### PROBLEM DESCRIPTION
A verbatim transcript of the lines below, starting at the first and ending with the one that holds "with a backend", is what should be produced.
-------- EXTRACTED RECORDS --------
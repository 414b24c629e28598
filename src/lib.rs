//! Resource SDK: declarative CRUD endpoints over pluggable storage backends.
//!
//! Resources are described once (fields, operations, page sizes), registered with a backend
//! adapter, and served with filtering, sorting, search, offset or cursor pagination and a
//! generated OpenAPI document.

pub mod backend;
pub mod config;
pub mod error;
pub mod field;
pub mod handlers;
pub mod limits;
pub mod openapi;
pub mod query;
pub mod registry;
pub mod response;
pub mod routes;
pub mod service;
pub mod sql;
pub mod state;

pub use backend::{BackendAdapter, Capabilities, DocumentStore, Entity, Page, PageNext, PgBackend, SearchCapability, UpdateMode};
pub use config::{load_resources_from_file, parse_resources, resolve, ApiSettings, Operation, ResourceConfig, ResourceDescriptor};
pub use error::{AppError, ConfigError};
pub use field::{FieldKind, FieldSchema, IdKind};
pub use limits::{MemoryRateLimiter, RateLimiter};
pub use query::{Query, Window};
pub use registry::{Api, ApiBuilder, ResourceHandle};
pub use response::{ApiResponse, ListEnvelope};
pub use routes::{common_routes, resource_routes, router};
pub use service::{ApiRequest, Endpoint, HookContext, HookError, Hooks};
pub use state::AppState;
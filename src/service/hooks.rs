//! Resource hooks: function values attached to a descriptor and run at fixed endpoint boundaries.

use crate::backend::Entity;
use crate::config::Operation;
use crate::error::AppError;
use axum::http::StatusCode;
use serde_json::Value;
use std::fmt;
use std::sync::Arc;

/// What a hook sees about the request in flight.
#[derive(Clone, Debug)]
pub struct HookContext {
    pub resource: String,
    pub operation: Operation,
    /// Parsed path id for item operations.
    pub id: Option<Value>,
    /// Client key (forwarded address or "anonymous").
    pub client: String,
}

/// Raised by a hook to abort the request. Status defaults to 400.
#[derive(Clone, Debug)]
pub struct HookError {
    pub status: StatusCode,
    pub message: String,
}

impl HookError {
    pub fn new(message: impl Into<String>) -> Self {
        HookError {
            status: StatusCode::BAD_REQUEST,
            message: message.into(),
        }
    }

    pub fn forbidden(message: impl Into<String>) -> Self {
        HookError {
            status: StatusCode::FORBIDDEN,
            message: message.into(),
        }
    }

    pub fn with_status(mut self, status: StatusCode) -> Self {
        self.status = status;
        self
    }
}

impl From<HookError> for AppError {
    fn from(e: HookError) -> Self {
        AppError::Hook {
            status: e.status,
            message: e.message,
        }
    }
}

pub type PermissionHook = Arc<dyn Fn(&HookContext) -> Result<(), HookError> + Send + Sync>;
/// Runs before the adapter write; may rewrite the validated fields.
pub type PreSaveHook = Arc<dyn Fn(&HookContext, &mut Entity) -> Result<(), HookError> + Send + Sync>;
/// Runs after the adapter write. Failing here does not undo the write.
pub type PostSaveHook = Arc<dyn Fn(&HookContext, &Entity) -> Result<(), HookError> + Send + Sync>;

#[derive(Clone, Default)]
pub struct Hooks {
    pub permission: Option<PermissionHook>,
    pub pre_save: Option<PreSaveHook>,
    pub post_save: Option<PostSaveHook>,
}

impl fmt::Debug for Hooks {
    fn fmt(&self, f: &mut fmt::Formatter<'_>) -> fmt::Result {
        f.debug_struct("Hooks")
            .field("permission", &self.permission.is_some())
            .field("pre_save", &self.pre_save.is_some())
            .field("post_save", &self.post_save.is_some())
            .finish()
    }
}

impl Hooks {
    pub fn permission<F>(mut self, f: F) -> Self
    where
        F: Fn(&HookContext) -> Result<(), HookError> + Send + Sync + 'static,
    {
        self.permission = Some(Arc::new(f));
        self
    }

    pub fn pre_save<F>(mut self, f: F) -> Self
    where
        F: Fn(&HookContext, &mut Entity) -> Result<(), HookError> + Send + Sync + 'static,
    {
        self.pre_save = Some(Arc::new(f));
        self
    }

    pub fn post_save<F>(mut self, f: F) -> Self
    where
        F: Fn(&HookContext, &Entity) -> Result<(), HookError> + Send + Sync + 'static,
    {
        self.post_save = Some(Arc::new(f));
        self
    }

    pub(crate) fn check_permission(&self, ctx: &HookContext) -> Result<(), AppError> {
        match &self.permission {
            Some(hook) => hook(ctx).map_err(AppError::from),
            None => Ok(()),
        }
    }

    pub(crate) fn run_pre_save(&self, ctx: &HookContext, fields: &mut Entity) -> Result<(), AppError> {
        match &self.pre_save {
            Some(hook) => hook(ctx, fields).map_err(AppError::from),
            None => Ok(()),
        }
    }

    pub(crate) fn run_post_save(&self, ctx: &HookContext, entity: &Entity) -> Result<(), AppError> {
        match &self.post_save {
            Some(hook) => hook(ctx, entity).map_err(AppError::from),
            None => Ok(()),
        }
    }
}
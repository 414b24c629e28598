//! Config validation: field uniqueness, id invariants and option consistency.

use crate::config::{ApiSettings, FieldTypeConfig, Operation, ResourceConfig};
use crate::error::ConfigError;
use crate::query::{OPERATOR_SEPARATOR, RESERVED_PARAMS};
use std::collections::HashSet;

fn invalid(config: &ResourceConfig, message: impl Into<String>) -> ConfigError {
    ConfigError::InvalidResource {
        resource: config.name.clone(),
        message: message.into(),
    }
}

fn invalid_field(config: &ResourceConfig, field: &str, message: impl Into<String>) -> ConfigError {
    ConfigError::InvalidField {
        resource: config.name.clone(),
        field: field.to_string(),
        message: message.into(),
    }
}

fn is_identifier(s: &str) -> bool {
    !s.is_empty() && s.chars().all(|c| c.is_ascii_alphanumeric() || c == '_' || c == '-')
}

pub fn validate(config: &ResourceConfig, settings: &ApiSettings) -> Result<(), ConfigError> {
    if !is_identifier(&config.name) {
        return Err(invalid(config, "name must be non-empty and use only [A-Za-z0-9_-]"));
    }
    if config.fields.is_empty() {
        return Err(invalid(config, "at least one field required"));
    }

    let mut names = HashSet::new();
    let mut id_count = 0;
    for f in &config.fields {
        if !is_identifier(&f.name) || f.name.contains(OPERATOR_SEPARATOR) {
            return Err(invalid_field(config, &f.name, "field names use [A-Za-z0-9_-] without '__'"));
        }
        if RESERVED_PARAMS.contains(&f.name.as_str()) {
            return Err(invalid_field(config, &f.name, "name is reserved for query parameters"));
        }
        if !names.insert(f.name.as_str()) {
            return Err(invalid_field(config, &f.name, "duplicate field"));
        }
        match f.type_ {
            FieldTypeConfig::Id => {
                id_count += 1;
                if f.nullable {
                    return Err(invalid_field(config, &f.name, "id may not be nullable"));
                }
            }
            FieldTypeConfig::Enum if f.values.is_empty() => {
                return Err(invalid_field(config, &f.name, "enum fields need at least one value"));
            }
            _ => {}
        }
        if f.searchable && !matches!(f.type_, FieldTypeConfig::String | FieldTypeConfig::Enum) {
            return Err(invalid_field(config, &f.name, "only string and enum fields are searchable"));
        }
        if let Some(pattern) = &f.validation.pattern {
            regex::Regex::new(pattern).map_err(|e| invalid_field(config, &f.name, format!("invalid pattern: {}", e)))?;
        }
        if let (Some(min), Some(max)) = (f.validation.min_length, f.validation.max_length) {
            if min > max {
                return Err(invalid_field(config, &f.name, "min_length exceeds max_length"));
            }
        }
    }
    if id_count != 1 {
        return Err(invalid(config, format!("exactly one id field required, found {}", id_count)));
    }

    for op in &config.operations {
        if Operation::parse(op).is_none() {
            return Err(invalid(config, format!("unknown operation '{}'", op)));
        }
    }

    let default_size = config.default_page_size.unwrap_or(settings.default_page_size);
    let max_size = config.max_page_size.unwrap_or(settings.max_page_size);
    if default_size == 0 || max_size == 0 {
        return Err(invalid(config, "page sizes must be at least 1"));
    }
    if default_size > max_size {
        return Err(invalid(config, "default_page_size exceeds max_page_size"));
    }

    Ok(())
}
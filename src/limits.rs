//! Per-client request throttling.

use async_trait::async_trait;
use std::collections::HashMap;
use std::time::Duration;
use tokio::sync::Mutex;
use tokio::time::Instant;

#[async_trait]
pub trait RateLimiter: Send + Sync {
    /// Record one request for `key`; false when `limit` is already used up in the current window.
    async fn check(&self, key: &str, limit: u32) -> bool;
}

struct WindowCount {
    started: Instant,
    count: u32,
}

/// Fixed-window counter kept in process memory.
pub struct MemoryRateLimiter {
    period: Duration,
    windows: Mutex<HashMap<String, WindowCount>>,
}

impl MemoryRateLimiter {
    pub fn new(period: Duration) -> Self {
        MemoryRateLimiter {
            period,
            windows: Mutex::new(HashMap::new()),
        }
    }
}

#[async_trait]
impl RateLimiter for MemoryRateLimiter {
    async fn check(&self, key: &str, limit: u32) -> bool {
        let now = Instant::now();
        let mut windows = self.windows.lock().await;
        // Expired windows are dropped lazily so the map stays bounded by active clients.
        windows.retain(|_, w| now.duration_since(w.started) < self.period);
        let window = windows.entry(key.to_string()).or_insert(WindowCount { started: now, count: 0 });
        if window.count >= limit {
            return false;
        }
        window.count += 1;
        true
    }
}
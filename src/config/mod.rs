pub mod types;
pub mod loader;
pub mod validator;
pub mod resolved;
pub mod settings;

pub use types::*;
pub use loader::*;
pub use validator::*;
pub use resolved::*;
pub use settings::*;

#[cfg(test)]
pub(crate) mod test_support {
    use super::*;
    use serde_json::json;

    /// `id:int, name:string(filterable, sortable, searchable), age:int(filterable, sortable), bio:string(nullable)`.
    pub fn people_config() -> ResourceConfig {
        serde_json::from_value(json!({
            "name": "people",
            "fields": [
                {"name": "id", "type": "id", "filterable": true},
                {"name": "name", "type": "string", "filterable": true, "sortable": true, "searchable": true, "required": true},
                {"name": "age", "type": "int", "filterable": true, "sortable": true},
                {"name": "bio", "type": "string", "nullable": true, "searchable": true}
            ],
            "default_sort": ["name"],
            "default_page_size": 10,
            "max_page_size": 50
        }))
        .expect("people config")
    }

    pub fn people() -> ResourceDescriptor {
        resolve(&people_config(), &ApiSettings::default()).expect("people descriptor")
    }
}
--------
### REPLY
repository 414b24c629e28598
filename src/lib.rs
//! Resource SDK: declarative CRUD endpoints over pluggable storage backends.
//!
//! Resources are described once (fields, operations, page sizes), registered with a backend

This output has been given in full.